Was die persönliche Gültigkeit betrifft, so ist ein Tarifvertrag grundsätzlich verbindlich für diejenigen, die zum Zeitpunkt ihres Inkrafttretens Mitglieder der jeweiligen Gewerkschaft und des Arbeitgeberverbandes sind. Seine Regeln gelten somit für das individuelle Arbeitsverhältnis, wenn sowohl der Arbeitnehmer als auch der Arbeitgeber gebunden sind (Art. 3 Abs. 1). Die Verpflichtung des Arbeitgebers reicht jedoch für die Anwendung von Gesetzlichen Normen im Zusammenhang mit betriebsrechtlichen Fragen oder der Betriebsverfassung aus (Art. 3 Abs. 2). Der Arbeitgeber kann den Arbeitsvertrag aus legitimen Gründen entweder durch die gesetzliche Kündigung oder die im Arbeitsvertrag (regelmäßige Kündigung) angegebene Bekanntmachung in folgenden Fällen kündigen: Der Betriebsrat hat Einbestimmungs- und Mitbestimmungsrechte. Das Mitbestimmungsrecht umfasst das Recht, informiert zu werden und Empfehlungen abzugeben.

Das Mitbestimmungsrecht ist bei weitem von noch mehr praktischer Bedeutung, da es die Möglichkeit mit sich bringt, eine Entscheidung des Arbeitgebers zu blockieren, die von der Zustimmung des Betriebsrats abhängt. Sie umfasst Themen wie Arbeitsregeln, Arbeitszeit einschließlich Überstunden und Urlaubspläne, Lohnmethoden, Einführung und Verwendung technischer Vorrichtungen zur Überwachung des Verhaltens und der Leistung der Mitarbeiter, Unfallverhütung und Gesundheitsschutz, Nebenleistungen sowie die Bereitstellung und Rücknahme von unternehmenseigenen Wohnungen. Die Löhne dürfen jedoch niemals auf Betriebsebene festgelegt werden (Abs. 87 Abs. 1 und 77 Abs. 3). Beim Abschluss eines Arbeitsvertrages vereinbaren die Parteien oft eine Probezeit von bis zu 6 Monaten. Während dieser Frist kann der Arbeitnehmer mit einer Kündigungsfrist von nur 2 Wochen gekündigt werden (Art. 622 Abs. 3 Bürgerliches Gesetzbuch). Alternativ können die Parteien in das Arbeitsverhältnis eintreten, indem sie einen bis zu 6 Monate befristete Vertrag vereinbaren.

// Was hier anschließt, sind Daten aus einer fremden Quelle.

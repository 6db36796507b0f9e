//! Job orchestration
//!
//! The orchestrator owns the `JobKey → JobState` map and turns archive
//! requests into idempotent, pollable background jobs:
//! - [`key`] - request parameters and the deterministic job key
//! - [`state`] - forward-only job state machine and poll snapshots
//! - [`registry`] - the shared state map
//!
//! Submission only touches the registry and enqueues a task on the
//! [`AsyncBridge`]; polling only reads the registry. Neither waits on job
//! execution.

pub mod key;
pub mod registry;
pub mod state;

pub use key::{CbzRequest, JobKey};
pub use registry::{JobRegistry, JobStats};
pub use state::{JobSnapshot, JobState, Progress};

use crate::bridge::AsyncBridge;
use crate::error::{Error, JobFailure, Result};
use crate::pipeline::{ArchivePipeline, ProgressSink};
use std::sync::Arc;
use tokio::sync::Semaphore;
use tracing::{error, info, warn};

/// Schedules archive jobs on the bridge and tracks their state
pub struct JobOrchestrator {
    registry: Arc<JobRegistry>,
    bridge: Arc<AsyncBridge>,
    pipeline: Arc<ArchivePipeline>,
    /// Bounds archive builds running at once, across all jobs
    job_permits: Arc<Semaphore>,
}

impl JobOrchestrator {
    /// Create an orchestrator running at most `max_concurrent_jobs` builds at once
    pub fn new(
        bridge: Arc<AsyncBridge>,
        pipeline: Arc<ArchivePipeline>,
        max_concurrent_jobs: usize,
    ) -> Self {
        Self {
            registry: Arc::new(JobRegistry::new()),
            bridge,
            pipeline,
            job_permits: Arc::new(Semaphore::new(max_concurrent_jobs.max(1))),
        }
    }

    /// The shared state map
    pub fn registry(&self) -> &JobRegistry {
        &self.registry
    }

    /// Submit a request and return its current snapshot
    ///
    /// A scheduled or running job for the same key is left alone, as is a
    /// completed one whose archive is still on disk. Otherwise (no job yet,
    /// a failed job, or a completed job whose archive was evicted) a new
    /// attempt is scheduled.
    pub fn submit(&self, request: CbzRequest) -> JobSnapshot {
        let key = request.job_key();

        // The artifact lookup hits the filesystem, so it runs before the
        // write lock is taken and is tied to the attempt it inspected
        let evicted_attempt = match self.registry.entry(&key) {
            Some((JobState::Completed(record), attempt)) if !record.is_present() => Some(attempt),
            _ => None,
        };
        let attempt = self.registry.begin_attempt(&key, |existing| match existing {
            None | Some((JobState::Failed(_), _)) => true,
            Some((JobState::Scheduled | JobState::Running { .. }, _)) => false,
            Some((JobState::Completed(_), attempt)) => evicted_attempt == Some(attempt),
        });

        if let Some(attempt) = attempt {
            self.schedule(key.clone(), attempt, request);
        }
        self.poll(&key)
    }

    /// Latest known state of `key`, or `unknown task`
    pub fn poll(&self, key: &JobKey) -> JobSnapshot {
        JobSnapshot::new(key, self.registry.state(key).as_ref())
    }

    /// Counts per state
    pub fn stats(&self) -> JobStats {
        self.registry.stats()
    }

    fn schedule(&self, key: JobKey, attempt: u64, request: CbzRequest) {
        info!(task_id = %key, attempt, manga_id = %request.manga_id, "job scheduled");
        let run = JobRun {
            key: key.clone(),
            attempt,
            request,
            registry: self.registry.clone(),
            pipeline: self.pipeline.clone(),
            job_permits: self.job_permits.clone(),
        };

        // Outcomes are recorded in the registry; the handle is only checked
        // for an immediate rejection by a stopped bridge
        let handle = self.bridge.schedule(run.execute());
        if let Some(Err(Error::BridgeStopped)) = handle.try_result() {
            warn!(task_id = %key, "bridge stopped, job not scheduled");
            self.registry.advance(
                &key,
                attempt,
                JobState::Failed(JobFailure::from(&Error::BridgeStopped)),
            );
        }
    }
}

/// One attempt of one job, executed on the bridge worker
struct JobRun {
    key: JobKey,
    attempt: u64,
    request: CbzRequest,
    registry: Arc<JobRegistry>,
    pipeline: Arc<ArchivePipeline>,
    job_permits: Arc<Semaphore>,
}

impl JobRun {
    /// Run the attempt; a failed job comes back as [`Error::Job`]
    async fn execute(self) -> Result<()> {
        let _permit = match self.job_permits.clone().acquire_owned().await {
            Ok(permit) => permit,
            Err(_) => {
                return self.finish(JobState::Failed(JobFailure::new("job pool closed")));
            }
        };

        self.registry
            .advance(&self.key, self.attempt, JobState::Running { progress: None });
        info!(task_id = %self.key, "job running");

        if let Err(e) = self.pipeline.store().evict_expired().await {
            warn!(task_id = %self.key, error = %e, "retention sweep failed");
        }

        // A separate task turns a panic anywhere in the pipeline into a
        // JoinError instead of unwinding through the bridge
        let pipeline = self.pipeline.clone();
        let key = self.key.clone();
        let request = self.request.clone();
        let progress = RegistryProgress {
            registry: self.registry.clone(),
            key: self.key.clone(),
            attempt: self.attempt,
        };
        let outcome = tokio::spawn(async move {
            pipeline.assemble(&key, &request, &progress).await
        })
        .await;

        let next = match outcome {
            Ok(Ok(record)) => {
                info!(
                    task_id = %self.key,
                    file = %record.display_name,
                    size_bytes = record.size_bytes,
                    "job completed"
                );
                JobState::Completed(record)
            }
            Ok(Err(e)) => {
                error!(task_id = %self.key, error = %e, "job failed");
                JobState::Failed(JobFailure::from(&e))
            }
            Err(join_error) => {
                error!(task_id = %self.key, error = %join_error, "job task aborted");
                JobState::Failed(JobFailure::new(format!("job aborted: {}", join_error)))
            }
        };
        self.finish(next)
    }

    fn finish(&self, state: JobState) -> Result<()> {
        let outcome = match &state {
            JobState::Failed(failure) => Err(Error::Job(failure.clone())),
            _ => Ok(()),
        };
        self.registry.advance(&self.key, self.attempt, state);
        outcome
    }
}

/// Writes pipeline progress into the registry entry of one attempt
struct RegistryProgress {
    registry: Arc<JobRegistry>,
    key: JobKey,
    attempt: u64,
}

impl ProgressSink for RegistryProgress {
    fn report(&self, completed: usize, total: usize) {
        self.registry.advance(
            &self.key,
            self.attempt,
            JobState::Running {
                progress: Some(Progress { completed, total }),
            },
        );
    }
}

Die Notwendigkeit gegenseitiger Prüfungen ist ein gerechtfertigter Grund für den oben genannten Abs. 14 Abs. 1. Bei gewöhnlicher Kündigung hängt die Dauer der Kündigungsfrist von der Dauer des Arbeitsverhältnisses ab. Die Standardkündigungsfrist gilt: Die Standardkündigungsfrist wird um zwei Wochen erhöht, wenn der entlassene Arbeitnehmer über 50 Jahre alt ist, und um einen Monat, wenn er älter als 55 Jahre ist. Dies gilt für Arbeitnehmer mit unbefristeten Arbeitsverträgen und auch für Arbeitnehmer mit befristeten Arbeitsverträgen mit einer Laufzeit von mehr als zwei Jahren. Wird der Arbeitsvertrag wegen Verletzung von Arbeitspflichten gekündigt, so beträgt die Kündigungsfrist die Hälfte der oben beschriebenen Standardkündigungsfrist. Ein Tarifvertrag kann als allgemein anwendbar für alle Arbeitsverhältnisse innerhalb seines geografischen Geltungsbereichs erklärt werden, unabhängig davon, ob der Arbeitgeber oder der Arbeitnehmer Mitglieder der Vertragsparteien sind oder nicht.

Dies geschieht durch das Arbeitsministerium, wenn mindestens 50 % der Arbeitnehmer, die unter den geografischen Geltungsbereich der Vereinbarung fallen, von Arbeitgebern eingestellt werden, die bereits an die Vereinbarung gebunden sind.